» Source data
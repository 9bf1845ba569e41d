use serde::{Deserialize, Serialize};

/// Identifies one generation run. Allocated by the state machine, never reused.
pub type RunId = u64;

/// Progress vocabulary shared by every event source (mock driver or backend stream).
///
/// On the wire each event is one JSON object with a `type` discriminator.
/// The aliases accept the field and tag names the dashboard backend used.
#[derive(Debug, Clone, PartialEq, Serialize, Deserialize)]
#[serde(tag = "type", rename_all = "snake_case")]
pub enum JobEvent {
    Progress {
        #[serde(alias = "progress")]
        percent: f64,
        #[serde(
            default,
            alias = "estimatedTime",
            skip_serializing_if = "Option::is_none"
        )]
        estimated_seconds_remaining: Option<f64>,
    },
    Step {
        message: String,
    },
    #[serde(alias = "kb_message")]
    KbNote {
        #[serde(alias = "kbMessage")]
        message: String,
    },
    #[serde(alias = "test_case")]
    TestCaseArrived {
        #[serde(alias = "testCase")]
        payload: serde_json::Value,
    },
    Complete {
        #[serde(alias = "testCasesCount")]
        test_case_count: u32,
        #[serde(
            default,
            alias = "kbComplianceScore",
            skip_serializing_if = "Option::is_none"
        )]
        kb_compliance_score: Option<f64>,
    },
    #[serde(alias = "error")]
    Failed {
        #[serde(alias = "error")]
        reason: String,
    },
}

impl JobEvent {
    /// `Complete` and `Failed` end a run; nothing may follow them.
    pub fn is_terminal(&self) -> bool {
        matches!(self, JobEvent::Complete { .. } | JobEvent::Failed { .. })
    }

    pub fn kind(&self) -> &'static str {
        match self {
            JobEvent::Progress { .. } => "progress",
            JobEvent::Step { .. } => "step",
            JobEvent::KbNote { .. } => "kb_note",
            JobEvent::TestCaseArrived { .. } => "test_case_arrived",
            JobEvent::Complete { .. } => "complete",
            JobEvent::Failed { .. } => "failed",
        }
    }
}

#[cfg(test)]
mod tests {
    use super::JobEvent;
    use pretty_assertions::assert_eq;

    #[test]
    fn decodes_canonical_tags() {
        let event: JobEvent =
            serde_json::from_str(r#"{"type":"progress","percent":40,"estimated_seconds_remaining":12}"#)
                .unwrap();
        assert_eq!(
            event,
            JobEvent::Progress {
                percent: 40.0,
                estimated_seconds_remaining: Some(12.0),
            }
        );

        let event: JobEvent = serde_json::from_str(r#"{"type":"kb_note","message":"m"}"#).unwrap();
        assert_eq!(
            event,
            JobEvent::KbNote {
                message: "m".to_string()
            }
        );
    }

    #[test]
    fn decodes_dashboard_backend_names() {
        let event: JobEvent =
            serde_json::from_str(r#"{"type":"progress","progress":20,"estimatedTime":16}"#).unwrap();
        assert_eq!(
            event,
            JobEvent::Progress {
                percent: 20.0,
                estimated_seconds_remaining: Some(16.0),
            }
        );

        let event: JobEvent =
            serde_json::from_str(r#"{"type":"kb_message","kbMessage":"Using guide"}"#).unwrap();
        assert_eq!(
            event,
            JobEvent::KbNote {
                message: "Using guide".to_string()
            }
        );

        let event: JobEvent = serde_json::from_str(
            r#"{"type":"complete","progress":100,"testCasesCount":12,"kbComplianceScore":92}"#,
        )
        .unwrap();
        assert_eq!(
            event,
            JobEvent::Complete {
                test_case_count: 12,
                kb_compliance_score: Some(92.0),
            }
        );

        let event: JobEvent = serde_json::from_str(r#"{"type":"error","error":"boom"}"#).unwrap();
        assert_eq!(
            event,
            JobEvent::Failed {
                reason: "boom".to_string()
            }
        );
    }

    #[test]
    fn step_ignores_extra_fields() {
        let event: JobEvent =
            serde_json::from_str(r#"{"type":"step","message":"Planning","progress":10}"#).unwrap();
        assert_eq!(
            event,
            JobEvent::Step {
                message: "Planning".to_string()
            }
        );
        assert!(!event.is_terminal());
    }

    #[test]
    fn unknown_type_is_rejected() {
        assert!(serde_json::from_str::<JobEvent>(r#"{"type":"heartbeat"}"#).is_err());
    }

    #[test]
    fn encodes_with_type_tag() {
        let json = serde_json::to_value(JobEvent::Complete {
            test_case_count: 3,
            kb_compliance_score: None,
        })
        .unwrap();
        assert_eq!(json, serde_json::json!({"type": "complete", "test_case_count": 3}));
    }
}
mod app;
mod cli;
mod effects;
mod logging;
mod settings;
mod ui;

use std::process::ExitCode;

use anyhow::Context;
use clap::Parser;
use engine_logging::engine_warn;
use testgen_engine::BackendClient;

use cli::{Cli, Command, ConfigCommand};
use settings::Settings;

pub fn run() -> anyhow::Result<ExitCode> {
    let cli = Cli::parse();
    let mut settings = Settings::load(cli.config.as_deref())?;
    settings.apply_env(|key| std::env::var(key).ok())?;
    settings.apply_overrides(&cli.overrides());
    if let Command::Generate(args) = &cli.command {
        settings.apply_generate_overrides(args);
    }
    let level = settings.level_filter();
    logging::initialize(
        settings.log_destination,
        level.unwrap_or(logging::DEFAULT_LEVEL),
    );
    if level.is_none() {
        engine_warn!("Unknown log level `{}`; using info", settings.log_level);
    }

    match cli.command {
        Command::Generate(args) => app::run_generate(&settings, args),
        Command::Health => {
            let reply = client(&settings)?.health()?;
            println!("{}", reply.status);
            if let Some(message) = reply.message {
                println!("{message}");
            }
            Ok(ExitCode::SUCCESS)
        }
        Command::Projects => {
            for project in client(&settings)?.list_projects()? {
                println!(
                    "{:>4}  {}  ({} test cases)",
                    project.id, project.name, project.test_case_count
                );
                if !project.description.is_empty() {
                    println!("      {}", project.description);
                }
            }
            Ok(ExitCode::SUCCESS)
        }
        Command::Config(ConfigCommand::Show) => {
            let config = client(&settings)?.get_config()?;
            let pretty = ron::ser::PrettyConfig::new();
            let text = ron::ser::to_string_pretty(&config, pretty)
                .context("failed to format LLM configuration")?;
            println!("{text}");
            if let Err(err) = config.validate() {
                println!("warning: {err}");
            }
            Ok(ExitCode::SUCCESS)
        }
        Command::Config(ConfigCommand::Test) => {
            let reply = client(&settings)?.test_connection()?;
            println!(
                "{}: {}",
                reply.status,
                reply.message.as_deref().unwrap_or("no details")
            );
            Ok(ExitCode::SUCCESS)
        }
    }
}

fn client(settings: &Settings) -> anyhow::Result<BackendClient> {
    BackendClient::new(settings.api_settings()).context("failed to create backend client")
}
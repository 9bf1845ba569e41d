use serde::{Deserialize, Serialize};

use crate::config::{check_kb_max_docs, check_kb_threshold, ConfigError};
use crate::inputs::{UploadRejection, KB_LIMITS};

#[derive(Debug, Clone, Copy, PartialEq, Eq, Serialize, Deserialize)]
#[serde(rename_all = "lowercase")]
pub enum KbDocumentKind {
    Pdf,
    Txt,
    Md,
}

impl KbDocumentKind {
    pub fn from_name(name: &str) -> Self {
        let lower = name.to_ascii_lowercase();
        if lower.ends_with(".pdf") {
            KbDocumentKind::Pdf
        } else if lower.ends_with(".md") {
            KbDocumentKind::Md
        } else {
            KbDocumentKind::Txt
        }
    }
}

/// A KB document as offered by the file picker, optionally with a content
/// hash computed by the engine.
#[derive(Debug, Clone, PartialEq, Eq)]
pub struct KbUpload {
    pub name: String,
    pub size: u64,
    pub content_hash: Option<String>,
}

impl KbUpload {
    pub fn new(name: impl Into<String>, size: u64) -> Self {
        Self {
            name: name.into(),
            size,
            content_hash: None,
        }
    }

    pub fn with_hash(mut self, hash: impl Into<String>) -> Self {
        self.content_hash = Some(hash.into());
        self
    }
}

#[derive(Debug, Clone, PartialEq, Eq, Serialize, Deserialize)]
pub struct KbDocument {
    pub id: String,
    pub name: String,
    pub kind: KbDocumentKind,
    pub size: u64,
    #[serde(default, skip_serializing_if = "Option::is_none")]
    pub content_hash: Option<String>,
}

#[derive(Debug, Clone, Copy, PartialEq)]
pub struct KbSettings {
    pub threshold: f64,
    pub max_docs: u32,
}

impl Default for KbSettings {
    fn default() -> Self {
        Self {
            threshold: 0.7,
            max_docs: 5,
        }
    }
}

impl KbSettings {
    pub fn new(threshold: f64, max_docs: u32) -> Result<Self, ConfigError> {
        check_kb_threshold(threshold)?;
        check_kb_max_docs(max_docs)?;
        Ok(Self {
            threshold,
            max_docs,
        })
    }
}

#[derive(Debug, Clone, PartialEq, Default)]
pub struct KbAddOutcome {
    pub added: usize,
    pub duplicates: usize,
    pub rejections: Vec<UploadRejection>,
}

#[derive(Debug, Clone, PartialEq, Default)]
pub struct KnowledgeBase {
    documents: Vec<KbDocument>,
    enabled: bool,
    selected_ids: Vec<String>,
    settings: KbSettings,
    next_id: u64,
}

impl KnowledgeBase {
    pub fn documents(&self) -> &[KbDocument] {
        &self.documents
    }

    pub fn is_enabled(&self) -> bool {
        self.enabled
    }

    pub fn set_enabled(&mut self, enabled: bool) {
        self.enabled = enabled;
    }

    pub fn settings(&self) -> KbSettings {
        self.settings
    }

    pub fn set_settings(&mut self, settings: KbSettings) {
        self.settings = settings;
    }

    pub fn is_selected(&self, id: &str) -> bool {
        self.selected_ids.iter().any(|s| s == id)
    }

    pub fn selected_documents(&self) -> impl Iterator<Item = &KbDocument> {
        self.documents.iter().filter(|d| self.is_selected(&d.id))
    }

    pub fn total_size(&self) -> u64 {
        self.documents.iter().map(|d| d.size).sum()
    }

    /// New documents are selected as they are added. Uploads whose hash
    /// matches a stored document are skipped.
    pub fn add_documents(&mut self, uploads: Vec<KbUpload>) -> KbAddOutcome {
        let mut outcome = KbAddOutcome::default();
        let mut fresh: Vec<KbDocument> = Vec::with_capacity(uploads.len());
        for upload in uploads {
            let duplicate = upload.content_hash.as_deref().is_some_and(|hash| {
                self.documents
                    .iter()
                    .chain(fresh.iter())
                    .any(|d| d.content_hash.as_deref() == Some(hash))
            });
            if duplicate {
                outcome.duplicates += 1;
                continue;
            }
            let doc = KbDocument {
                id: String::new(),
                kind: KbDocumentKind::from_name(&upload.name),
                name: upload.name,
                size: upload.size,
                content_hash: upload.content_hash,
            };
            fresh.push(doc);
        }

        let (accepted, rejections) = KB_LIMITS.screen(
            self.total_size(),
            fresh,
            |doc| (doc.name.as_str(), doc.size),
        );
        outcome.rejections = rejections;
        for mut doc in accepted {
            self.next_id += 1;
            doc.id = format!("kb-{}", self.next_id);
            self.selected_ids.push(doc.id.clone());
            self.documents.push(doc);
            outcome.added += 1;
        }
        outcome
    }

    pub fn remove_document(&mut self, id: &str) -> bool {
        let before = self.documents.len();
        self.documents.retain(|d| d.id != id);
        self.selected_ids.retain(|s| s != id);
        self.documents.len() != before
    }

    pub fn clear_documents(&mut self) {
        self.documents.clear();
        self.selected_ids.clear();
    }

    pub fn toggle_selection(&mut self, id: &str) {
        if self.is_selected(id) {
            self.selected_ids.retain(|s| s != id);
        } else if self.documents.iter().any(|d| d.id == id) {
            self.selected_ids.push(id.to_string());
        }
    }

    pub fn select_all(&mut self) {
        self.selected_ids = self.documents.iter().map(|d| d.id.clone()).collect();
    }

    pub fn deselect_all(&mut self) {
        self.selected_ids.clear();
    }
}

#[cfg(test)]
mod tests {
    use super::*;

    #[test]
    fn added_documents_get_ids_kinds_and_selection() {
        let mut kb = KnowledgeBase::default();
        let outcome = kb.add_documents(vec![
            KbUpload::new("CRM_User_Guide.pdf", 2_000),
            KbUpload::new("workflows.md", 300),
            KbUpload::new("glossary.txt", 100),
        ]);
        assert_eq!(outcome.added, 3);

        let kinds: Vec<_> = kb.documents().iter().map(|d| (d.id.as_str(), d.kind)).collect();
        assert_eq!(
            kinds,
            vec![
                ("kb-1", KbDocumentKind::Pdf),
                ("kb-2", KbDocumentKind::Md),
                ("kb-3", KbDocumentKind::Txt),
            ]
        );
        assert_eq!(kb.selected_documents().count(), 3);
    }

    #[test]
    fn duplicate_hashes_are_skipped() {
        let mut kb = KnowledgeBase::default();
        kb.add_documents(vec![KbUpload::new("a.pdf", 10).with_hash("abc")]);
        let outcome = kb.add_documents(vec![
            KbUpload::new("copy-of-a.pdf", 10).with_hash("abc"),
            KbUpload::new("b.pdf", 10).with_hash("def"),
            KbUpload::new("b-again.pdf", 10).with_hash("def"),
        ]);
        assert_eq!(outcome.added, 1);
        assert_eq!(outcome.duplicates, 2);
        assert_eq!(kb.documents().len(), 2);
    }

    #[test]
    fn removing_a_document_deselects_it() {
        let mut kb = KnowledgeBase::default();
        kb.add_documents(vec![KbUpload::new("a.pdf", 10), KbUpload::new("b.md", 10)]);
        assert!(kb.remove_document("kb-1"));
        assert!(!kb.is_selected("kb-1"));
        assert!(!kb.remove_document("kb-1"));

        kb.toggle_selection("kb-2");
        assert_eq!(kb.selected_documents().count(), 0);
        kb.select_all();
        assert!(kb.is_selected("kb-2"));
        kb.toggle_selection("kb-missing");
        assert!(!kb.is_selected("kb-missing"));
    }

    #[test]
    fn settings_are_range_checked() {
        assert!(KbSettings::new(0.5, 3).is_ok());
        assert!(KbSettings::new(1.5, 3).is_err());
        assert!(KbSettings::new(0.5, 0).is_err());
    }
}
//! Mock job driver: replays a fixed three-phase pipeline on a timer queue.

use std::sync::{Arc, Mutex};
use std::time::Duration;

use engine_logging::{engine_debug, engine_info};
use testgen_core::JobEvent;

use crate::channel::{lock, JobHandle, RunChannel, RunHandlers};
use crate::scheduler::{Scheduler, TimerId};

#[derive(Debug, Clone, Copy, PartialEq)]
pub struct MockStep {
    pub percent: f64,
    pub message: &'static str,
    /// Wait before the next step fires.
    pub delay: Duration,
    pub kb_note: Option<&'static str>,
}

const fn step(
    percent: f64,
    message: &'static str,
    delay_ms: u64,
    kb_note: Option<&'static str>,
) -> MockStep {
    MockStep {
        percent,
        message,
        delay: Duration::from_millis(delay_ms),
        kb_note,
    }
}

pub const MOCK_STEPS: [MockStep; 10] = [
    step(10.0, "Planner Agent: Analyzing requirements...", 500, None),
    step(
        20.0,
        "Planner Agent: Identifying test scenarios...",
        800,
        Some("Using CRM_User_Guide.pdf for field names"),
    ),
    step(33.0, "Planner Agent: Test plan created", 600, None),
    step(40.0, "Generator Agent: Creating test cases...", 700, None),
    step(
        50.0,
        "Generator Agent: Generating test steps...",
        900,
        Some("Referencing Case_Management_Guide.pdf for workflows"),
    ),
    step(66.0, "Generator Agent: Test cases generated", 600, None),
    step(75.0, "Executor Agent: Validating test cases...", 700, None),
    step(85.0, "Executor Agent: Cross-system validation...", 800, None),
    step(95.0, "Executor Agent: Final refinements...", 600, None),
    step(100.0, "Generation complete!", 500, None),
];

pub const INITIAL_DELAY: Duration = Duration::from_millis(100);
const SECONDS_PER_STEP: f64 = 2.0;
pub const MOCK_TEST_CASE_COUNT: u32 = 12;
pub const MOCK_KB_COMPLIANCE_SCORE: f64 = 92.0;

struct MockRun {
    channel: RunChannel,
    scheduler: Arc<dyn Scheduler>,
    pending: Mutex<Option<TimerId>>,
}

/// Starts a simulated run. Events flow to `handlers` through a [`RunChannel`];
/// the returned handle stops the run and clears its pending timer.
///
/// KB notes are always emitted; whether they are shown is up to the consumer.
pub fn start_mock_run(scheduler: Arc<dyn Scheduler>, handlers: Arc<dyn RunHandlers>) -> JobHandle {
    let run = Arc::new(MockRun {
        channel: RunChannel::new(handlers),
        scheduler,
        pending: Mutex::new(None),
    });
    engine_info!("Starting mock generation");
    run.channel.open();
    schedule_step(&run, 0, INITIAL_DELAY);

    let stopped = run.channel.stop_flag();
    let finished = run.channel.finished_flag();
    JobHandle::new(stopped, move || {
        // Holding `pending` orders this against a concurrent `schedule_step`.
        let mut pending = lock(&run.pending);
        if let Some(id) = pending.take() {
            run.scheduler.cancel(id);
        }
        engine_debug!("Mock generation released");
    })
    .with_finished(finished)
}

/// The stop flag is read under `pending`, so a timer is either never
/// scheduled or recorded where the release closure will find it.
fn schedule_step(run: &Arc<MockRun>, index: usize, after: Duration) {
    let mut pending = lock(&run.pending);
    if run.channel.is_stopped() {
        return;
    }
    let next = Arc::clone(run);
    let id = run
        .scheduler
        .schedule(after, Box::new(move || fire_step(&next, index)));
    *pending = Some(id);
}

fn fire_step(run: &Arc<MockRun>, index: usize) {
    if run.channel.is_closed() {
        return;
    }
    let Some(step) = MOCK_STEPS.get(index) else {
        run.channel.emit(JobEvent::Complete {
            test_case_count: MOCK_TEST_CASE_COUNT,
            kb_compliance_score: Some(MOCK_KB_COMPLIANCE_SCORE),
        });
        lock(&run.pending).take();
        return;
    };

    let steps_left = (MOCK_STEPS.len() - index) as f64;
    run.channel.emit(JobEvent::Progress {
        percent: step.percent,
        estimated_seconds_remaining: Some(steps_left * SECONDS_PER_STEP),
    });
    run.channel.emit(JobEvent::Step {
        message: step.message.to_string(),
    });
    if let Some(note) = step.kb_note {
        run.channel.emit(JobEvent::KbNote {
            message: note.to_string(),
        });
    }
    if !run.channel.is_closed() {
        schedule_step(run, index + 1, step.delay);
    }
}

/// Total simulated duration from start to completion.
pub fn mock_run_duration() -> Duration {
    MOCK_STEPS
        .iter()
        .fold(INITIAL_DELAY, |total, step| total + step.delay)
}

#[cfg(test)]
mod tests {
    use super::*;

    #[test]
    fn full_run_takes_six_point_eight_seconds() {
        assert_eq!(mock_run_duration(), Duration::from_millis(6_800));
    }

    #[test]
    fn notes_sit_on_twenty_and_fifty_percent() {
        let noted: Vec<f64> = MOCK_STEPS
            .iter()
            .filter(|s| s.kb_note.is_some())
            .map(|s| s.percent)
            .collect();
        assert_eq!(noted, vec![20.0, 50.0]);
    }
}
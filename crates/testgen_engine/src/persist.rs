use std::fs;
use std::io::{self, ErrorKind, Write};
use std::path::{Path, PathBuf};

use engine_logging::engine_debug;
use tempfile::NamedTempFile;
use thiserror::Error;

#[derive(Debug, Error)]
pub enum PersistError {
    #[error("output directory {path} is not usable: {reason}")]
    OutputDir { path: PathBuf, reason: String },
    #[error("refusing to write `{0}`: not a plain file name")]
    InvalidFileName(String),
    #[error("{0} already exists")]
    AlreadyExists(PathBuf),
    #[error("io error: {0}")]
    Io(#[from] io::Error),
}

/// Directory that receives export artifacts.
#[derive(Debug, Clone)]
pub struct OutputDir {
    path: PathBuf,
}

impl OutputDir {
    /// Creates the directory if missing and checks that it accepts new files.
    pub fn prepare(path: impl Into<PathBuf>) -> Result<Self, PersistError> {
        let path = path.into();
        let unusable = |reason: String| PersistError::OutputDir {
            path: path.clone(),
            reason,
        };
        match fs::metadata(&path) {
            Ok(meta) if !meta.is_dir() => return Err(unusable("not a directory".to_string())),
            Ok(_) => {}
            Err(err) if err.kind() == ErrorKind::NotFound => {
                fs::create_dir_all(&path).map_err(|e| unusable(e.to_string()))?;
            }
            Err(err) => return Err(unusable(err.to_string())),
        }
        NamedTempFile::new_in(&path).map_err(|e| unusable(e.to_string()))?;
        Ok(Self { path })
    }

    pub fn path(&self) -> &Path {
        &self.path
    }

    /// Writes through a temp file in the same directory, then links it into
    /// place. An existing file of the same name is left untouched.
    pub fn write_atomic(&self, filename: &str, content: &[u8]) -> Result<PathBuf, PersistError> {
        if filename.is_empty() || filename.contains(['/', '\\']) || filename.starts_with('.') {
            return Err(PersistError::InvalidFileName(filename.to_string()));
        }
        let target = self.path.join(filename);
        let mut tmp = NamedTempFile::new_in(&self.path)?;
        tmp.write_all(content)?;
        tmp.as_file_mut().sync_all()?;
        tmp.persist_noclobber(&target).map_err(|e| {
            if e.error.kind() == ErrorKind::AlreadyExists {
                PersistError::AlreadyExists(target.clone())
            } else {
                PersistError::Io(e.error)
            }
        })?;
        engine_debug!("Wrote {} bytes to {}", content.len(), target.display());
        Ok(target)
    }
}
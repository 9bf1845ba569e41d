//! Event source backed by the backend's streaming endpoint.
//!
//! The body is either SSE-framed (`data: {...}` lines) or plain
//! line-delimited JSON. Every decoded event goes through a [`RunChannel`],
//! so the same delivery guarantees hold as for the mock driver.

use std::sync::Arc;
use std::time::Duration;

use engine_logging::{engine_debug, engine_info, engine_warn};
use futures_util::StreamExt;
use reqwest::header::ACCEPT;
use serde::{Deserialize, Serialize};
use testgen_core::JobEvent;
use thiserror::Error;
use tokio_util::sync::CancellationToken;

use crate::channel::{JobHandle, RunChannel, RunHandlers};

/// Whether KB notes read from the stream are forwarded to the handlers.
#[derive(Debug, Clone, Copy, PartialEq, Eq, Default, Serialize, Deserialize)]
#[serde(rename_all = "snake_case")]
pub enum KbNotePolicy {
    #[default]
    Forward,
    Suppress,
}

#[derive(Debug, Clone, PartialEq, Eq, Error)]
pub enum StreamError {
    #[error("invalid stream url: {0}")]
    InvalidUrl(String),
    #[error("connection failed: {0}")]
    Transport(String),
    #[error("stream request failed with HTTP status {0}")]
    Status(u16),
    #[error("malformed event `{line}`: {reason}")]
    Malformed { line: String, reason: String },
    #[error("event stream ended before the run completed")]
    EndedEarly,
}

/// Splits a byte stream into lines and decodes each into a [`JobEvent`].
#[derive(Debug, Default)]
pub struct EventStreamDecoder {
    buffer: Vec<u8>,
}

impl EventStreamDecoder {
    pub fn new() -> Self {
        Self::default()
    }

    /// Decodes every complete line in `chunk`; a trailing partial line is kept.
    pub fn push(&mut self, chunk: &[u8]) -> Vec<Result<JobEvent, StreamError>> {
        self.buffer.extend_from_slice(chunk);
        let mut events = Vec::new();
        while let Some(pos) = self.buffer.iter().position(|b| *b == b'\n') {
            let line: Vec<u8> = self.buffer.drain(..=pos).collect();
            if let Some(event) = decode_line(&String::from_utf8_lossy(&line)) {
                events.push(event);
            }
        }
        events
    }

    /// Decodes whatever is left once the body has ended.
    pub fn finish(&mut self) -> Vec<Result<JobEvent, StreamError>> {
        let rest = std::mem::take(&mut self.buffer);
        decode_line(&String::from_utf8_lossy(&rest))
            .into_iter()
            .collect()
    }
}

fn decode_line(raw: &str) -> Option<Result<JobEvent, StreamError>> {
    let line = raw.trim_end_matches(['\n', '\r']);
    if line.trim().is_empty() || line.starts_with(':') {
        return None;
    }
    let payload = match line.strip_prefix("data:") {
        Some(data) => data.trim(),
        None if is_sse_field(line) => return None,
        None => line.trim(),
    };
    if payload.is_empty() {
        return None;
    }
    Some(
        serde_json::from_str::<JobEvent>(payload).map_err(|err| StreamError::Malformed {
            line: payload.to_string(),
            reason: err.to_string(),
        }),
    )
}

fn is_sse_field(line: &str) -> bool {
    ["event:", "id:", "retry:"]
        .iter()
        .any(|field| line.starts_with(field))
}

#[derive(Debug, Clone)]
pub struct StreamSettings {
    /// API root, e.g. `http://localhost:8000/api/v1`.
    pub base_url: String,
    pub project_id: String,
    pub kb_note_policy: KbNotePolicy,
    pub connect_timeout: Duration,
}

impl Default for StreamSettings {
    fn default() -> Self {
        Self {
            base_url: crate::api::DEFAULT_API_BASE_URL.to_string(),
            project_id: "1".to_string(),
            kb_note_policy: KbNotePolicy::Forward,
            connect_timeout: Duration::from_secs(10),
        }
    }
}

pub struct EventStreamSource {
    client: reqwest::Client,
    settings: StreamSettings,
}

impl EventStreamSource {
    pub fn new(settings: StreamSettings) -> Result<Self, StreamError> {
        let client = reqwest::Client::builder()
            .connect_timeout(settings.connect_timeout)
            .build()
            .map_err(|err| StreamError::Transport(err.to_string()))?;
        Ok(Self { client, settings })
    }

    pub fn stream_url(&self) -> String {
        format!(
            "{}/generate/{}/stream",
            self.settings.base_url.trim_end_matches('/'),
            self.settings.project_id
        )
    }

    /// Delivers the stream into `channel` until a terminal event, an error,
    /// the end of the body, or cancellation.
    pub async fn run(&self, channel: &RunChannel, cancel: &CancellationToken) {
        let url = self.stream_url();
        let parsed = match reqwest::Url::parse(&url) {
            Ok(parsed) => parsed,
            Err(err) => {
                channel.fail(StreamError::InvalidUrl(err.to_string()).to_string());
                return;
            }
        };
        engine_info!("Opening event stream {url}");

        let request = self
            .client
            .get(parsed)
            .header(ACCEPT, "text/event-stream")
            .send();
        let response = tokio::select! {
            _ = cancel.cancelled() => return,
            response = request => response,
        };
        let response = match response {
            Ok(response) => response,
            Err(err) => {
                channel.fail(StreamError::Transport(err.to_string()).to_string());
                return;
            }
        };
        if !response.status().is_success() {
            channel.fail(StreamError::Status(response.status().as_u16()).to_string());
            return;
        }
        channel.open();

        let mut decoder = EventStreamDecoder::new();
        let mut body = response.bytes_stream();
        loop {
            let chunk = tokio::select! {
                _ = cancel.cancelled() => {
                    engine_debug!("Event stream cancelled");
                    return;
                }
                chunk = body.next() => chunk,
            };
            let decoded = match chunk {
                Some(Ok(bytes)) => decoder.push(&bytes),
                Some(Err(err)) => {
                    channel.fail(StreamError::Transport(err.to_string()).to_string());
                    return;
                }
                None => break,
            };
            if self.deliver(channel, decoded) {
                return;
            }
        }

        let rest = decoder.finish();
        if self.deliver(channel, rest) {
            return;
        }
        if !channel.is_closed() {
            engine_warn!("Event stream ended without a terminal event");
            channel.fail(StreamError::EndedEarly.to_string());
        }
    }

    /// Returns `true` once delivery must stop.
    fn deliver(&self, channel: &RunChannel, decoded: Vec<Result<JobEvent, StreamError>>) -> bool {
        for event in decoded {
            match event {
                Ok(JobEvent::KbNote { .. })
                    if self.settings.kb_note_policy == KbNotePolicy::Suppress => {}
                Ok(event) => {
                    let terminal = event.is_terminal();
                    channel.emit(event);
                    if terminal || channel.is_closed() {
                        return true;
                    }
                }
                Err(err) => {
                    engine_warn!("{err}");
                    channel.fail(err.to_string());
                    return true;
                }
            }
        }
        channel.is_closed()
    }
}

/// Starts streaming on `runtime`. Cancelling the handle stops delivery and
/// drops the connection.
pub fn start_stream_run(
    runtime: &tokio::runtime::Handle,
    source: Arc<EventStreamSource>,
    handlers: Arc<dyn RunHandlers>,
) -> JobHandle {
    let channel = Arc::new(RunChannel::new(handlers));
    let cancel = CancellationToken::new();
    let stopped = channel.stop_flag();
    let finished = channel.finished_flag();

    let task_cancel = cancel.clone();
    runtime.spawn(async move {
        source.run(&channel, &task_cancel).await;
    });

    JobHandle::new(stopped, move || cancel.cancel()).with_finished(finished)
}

» About this task
Take the line with "let stopped = channel.stop_flag();" and all lines after it through the end of the records, and write them out exactly; include nothing else.

» Completed task
    let stopped = channel.stop_flag();
    let finished = channel.finished_flag();

    let task_cancel = cancel.clone();
    runtime.spawn(async move {
        source.run(&channel, &task_cancel).await;
    });

    JobHandle::new(stopped, move || cancel.cancel()).with_finished(finished)
}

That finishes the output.